An old law in Montana is being taken advantage of by some service members. The law allows people to get married by double-proxy. Which means that neither has to show up for the actual ceremony. If he's deployed overseas and she's back in Kansas, they can still get legally hitched. We can see a few scenarios that would allow bad things to happen with this law. But, it's a pretty good service in general.
The Anglican Church is producing a guide to married life. The book deals with sex, finances, etc. English marriage is in some amount of trouble. This, frankly, is not going to work for us. We've kept quiet on issues about a personal relationship with God and salvation with the implicit understanding that the church would stay out of the relationship business. Well, it's on.
Ask me no more questions, tell me no more lies. Ask.com is firing 8% of their staff. And they are going to go in a slightly different direction. But they are not going to cater exclusively to married women. There has been some confusion about this. And the bitter custody battle between John Malone and Barry Diller is only going to get uglier.
A study conducted by the Journal of Sexual Medicine suggests that the ideal length for a bout of intercourse is 7 - 13 minutes. And most people find sex greater than 13 minutes to be bothersome. This basically makes ever song ever written false. We're not sure who to believe any more.
Chinese youths are meeting up at bars and hooking up just like Americans. It turns out though that they're familiar with the old in-and-out but are lacking fine details like birth control and disease prevention. The government is trying to remedy this but doing so in a subtle way.
An Iranian man that was known for his penny pinching ways is now being required to pay his wife's dowry. And it's a doozy. A court has ruled that he owes her 124,000 roses. Iranian law dictates that his property can be seized to pay the dowry or he can spend time in jail. Let that be a lesson.
A professor from the University of New Hampshire has made it his career goal to make a case that spanking is bad. He previously did a study that showed a link between spanking children and their interest in masochistic sex. He's also conducted a more recent study that correlates the level of childhood beating and the proclivity to pressure partners for sex. He would clearly prefer some sort of hands off approach.

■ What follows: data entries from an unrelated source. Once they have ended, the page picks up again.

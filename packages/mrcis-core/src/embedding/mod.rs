//! Embedding client (§4.G): batches texts through an OpenAI-compatible
//! `/embeddings` endpoint (Ollama, LM Studio, or the real thing),
//! preserving input order regardless of what order the provider answers
//! in. Grounded on `original_source/mrcis/src/mrcis/services/embedder.py`,
//! rebuilt against `reqwest`/`async_trait` the way the teacher's pipeline
//! stages call out to async collaborators.

mod openai;

pub use openai::OpenAiEmbeddingClient;

use async_trait::async_trait;

use crate::errors::Result;

/// A provider of text embeddings. One implementation per wire protocol;
/// `OpenAiEmbeddingClient` is the only one the mandatory scope requires.
#[async_trait]
pub trait EmbeddingClient: Send + Sync {
    /// Embeds `texts` in `batch_size`-sized chunks, returning one vector
    /// per input text in the same order as `texts`.
    async fn embed_texts(&self, texts: &[String]) -> Result<Vec<Vec<f32>>>;

    /// Embeds a single query string (e.g. for `search_code`).
    async fn embed_query(&self, query: &str) -> Result<Vec<f32>> {
        let mut results = self.embed_texts(std::slice::from_ref(&query.to_string())).await?;
        Ok(results.remove(0))
    }

    /// The dimensionality this client's model produces.
    fn dimensions(&self) -> usize;
}
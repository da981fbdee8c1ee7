//! Ruby extractor (§4.F table row 6): classes/modules (`include` →
//! mixin), methods with visibility, Rails association/callback/scope
//! DSL, Rake tasks, and Gemfile dependencies.

use std::path::Path;

use tree_sitter::{Node, Parser};

use crate::model::{
    ClassAttributes, CodeEntity, EntityAttributes, EntityKind, FunctionAttributes, ImportAttributes,
    MethodAttributes, Parameter, PendingReference, RelationType, Visibility,
};

use super::context::{ExtractionContext, ExtractionResult};
use super::support::{classify_call_site, dedup_call_sites, is_instantiation, new_reference_id, split_receiver, stable_entity_id, CallSite};
use super::Extractor;

pub struct RubyExtractor;

impl Extractor for RubyExtractor {
    fn supports(&self, path: &Path) -> bool {
        let is_gemfile = path.file_name().and_then(|n| n.to_str()) == Some("Gemfile");
        let is_rakefile = path.file_name().and_then(|n| n.to_str()) == Some("Rakefile");
        is_gemfile
            || is_rakefile
            || matches!(path.extension().and_then(|e| e.to_str()), Some("rb") | Some("rake"))
    }

    fn extract(&self, ctx: &ExtractionContext) -> ExtractionResult {
        let started = std::time::Instant::now();
        let file_name = Path::new(&ctx.file_path).file_name().and_then(|n| n.to_str()).unwrap_or("");
        let is_rake = file_name == "Rakefile" || ctx.file_path.ends_with(".rake");
        let is_gemfile = file_name == "Gemfile";

        let mut result = ExtractionResult::empty(ctx, "ruby");
        let mut parser = Parser::new();
        if parser.set_language(&tree_sitter_ruby::language()).is_err() {
            result.parse_errors.push("failed to initialize ruby grammar".to_string());
            return result;
        }
        let tree = match parser.parse(&ctx.source_bytes, None) {
            Some(t) => t,
            None => {
                result.parse_errors.push("ruby parse failed".to_string());
                return result;
            }
        };

        let module = ctx.module_segment();
        let mut walker = Walker {
            ctx,
            module: &module,
            result: &mut result,
            is_rake,
            is_gemfile,
        };
        walker.visit_block(tree.root_node(), &[], ":");

        result.extraction_time_ms = started.elapsed().as_millis() as u64;
        result
    }

    fn supported_extensions(&self) -> &'static [&'static str] {
        &["rb", "rake"]
    }

    fn language_name(&self) -> &'static str {
        "ruby"
    }
}

struct Walker<'a> {
    ctx: &'a ExtractionContext,
    module: &'a str,
    result: &'a mut ExtractionResult,
    is_rake: bool,
    is_gemfile: bool,
}
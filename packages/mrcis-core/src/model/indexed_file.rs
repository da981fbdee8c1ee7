//! A tracked file within a repository (§3 `IndexedFile`).

use serde::{Deserialize, Serialize};

#[derive(Debug, Clone, Copy, PartialEq, Eq, Serialize, Deserialize)]
#[serde(rename_all = "snake_case")]
pub enum FileStatus {
    Pending,
    Processing,
    Indexed,
    Failed,
    PermanentFailure,
    Deleted,
}

impl FileStatus {
    pub fn as_str(&self) -> &'static str {
        match self {
            FileStatus::Pending => "pending",
            FileStatus::Processing => "processing",
            FileStatus::Indexed => "indexed",
            FileStatus::Failed => "failed",
            FileStatus::PermanentFailure => "permanent_failure",
            FileStatus::Deleted => "deleted",
        }
    }
}

impl std::fmt::Display for FileStatus {
    fn fmt(&self, f: &mut std::fmt::Formatter<'_>) -> std::fmt::Result {
        write!(f, "{}", self.as_str())
    }
}

#[derive(Debug, Clone, Serialize, Deserialize)]
pub struct IndexedFile {
    pub id: String,
    pub repository_id: String,
    /// Relative to repository root, forward-slash separated, unique within
    /// `repository_id`.
    pub path: String,
    /// Content hash (SHA-256, hex-encoded).
    pub checksum: String,
    pub file_size: u64,
    pub language: Option<String>,
    pub status: FileStatus,
    pub failure_count: u32,
    pub error_message: Option<String>,
    pub entity_count: u64,
    pub last_modified_at: chrono::DateTime<chrono::Utc>,
    pub last_indexed_at: Option<chrono::DateTime<chrono::Utc>>,
}

impl IndexedFile {
    pub fn new(
        id: impl Into<String>,
        repository_id: impl Into<String>,
        path: impl Into<String>,
        checksum: impl Into<String>,
        file_size: u64,
        last_modified_at: chrono::DateTime<chrono::Utc>,
    ) -> Self {
        Self {
            id: id.into(),
            repository_id: repository_id.into(),
            path: path.into(),
            checksum: checksum.into(),
            file_size,
            language: None,
            status: FileStatus::Pending,
            failure_count: 0,
            error_message: None,
            entity_count: 0,
            last_modified_at,
            last_indexed_at: None,
        }
    }
}

/// A queued file awaiting pipeline processing (§3 "Queue entry"). Dequeued
/// by `(priority DESC, enqueued_at ASC)`.
#[derive(Debug, Clone, Serialize, Deserialize)]
pub struct QueueEntry {
    pub file_id: String,
    pub repository_id: String,
    pub priority: i32,
    pub enqueued_at: chrono::DateTime<chrono::Utc>,
}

A Australian man is in a bad way after a split with his wife of 15 years. So, he did what any self-respecting man would do: drink. Then he did what every self-besotted man would do: plan. Then he did what any hungover man would do: implement plan: So he's constructed signs about town asking for forgiveness. And it just may work.
Inventor Stuart Meloy thinks he's about to solve everyone's problems. He's created an invention called the Orgasmatron. It's supposedly able to bring any person to climax by attaching electrodes to their spine. The FDA is checking all this out and if things go well it could be on shelves in a couple of years.